Unlike documents and verse lists, which can no longer be added to Favorites, favorites in the form of bookmarks can still be created within books, but there is currently no way to view them or access them. The WORDsearch Help page claims that all these are managed within Favorites on the Library tab, so perhaps there is a plan to rehabilitate the classic, multi-purpose Favorites concept (which was quite useful in prior versions), but it is clearly not in place as of version 11.0.3.15.
Finally, there appears to be no connection between the Library tab and Collections, which is not any kind of departure from former design, but which seems to be a missed opportunity to use all the screen real estate now available for managing the library.

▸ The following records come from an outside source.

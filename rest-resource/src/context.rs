//! Per-request context handed to resource handlers

use std::collections::HashMap;
use std::sync::Mutex;

use axum::http::HeaderMap;

/// Ambient information about the request being served
///
/// Handlers receive it by shared reference. Everything is read-only except the
/// message list, which is returned to the client in the response envelope.
#[derive(Debug, Default)]
pub struct RequestContext {
    version: String,
    resource_id: Option<String>,
    limit: usize,
    cursor: String,
    headers: HeaderMap,
    query: HashMap<String, String>,
    request_id: Option<String>,
    messages: Mutex<Vec<String>>,
}

impl RequestContext {
    /// Create a context for the given API version
    pub fn new(version: impl Into<String>) -> Self {
        Self {
            version: version.into(),
            ..Self::default()
        }
    }

    #[must_use]
    pub fn with_resource_id(mut self, id: impl Into<String>) -> Self {
        self.resource_id = Some(id.into());
        self
    }

    #[must_use]
    pub fn with_limit(mut self, limit: usize) -> Self {
        self.limit = limit;
        self
    }

    #[must_use]
    pub fn with_cursor(mut self, cursor: impl Into<String>) -> Self {
        self.cursor = cursor.into();
        self
    }

    #[must_use]
    pub fn with_headers(mut self, headers: HeaderMap) -> Self {
        self.headers = headers;
        self
    }

    #[must_use]
    pub fn with_query(mut self, query: HashMap<String, String>) -> Self {
        self.query = query;
        self
    }

    #[must_use]
    pub fn with_request_id(mut self, request_id: impl Into<String>) -> Self {
        self.request_id = Some(request_id.into());
        self
    }

    /// API version without the `v` prefix (`"1"` for `/api/v1/...`)
    pub fn version(&self) -> &str {
        &self.version
    }

    /// Path id on item routes
    pub fn resource_id(&self) -> Option<&str> {
        self.resource_id.as_deref()
    }

    /// Effective page size for list operations
    pub fn limit(&self) -> usize {
        self.limit
    }

    /// Pagination cursor; empty for the first page
    pub fn cursor(&self) -> &str {
        &self.cursor
    }

    pub fn headers(&self) -> &HeaderMap {
        &self.headers
    }

    /// First value of a header, if present and valid UTF-8
    pub fn header(&self, name: &str) -> Option<&str> {
        self.headers.get(name).and_then(|v| v.to_str().ok())
    }

    /// Query string parameter
    pub fn query_param(&self, name: &str) -> Option<&str> {
        self.query.get(name).map(String::as_str)
    }

    pub fn request_id(&self) -> Option<&str> {
        self.request_id.as_deref()
    }

    /// Attach an informational message to the response
    pub fn add_message(&self, message: impl Into<String>) {
        self.messages
            .lock()
            .unwrap_or_else(|poisoned| poisoned.into_inner())
            .push(message.into());
    }

    /// Messages added so far
    pub fn messages(&self) -> Vec<String> {
        self.messages
            .lock()
            .unwrap_or_else(|poisoned| poisoned.into_inner())
            .clone()
    }
}

#[cfg(test)]
mod tests {
    use super::*;
    use axum::http::HeaderValue;

    #[test]
    fn test_builder_and_accessors() {
        let mut headers = HeaderMap::new();
        headers.insert("authorization", HeaderValue::from_static("secret"));

        let mut query = HashMap::new();
        query.insert("sort".to_string(), "name".to_string());

        let ctx = RequestContext::new("1")
            .with_resource_id("42")
            .with_limit(10)
            .with_cursor("abc")
            .with_headers(headers)
            .with_query(query)
            .with_request_id("req_01h455vb4pex5vsknk084sn02q");

        assert_eq!(ctx.version(), "1");
        assert_eq!(ctx.resource_id(), Some("42"));
        assert_eq!(ctx.limit(), 10);
        assert_eq!(ctx.cursor(), "abc");
        assert_eq!(ctx.header("authorization"), Some("secret"));
        assert_eq!(ctx.header("x-missing"), None);
        assert_eq!(ctx.query_param("sort"), Some("name"));
        assert_eq!(ctx.request_id(), Some("req_01h455vb4pex5vsknk084sn02q"));
    }

    #[test]
    fn test_messages() {
        let ctx = RequestContext::new("2");
        assert!(ctx.messages().is_empty());

        ctx.add_message("first");
        ctx.add_message(String::from("second"));
        assert_eq!(ctx.messages(), vec!["first", "second"]);
    }
}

All-in-all, as much as I like browsing the cover thumbnails, the new Library tab is functionally inferior to what it replaced, and the inability to see the workspace simultaneously as you browse and open books effectively makes this pane act like the intrusive “pinned” mode of the old Resource Panel only worse – it pushes all books completely out of sight!
Coupled with the fact that it eats up some valuable vertical screen space unnecessarily, I think the development team at WORDsearch might want to re-think this tabbed interface. The “Home” tab is almost completely useless, and could just as well be reverted to a selection item on the View menu, leaving only two real views to consider: Study and Library.
The Library “tab” functionality would be better exposed as a button on the far left of the toolbar (where the F9 Open Book dialog box was just placed), which could be opened up as a resizable window – with at least all its old functionalities restored, please! – and would be a perfect candidate for a window capable of being displayed in the new second workspace.
There’s definitely something to work with here, but the eye candy just doesn’t get any work done by itself.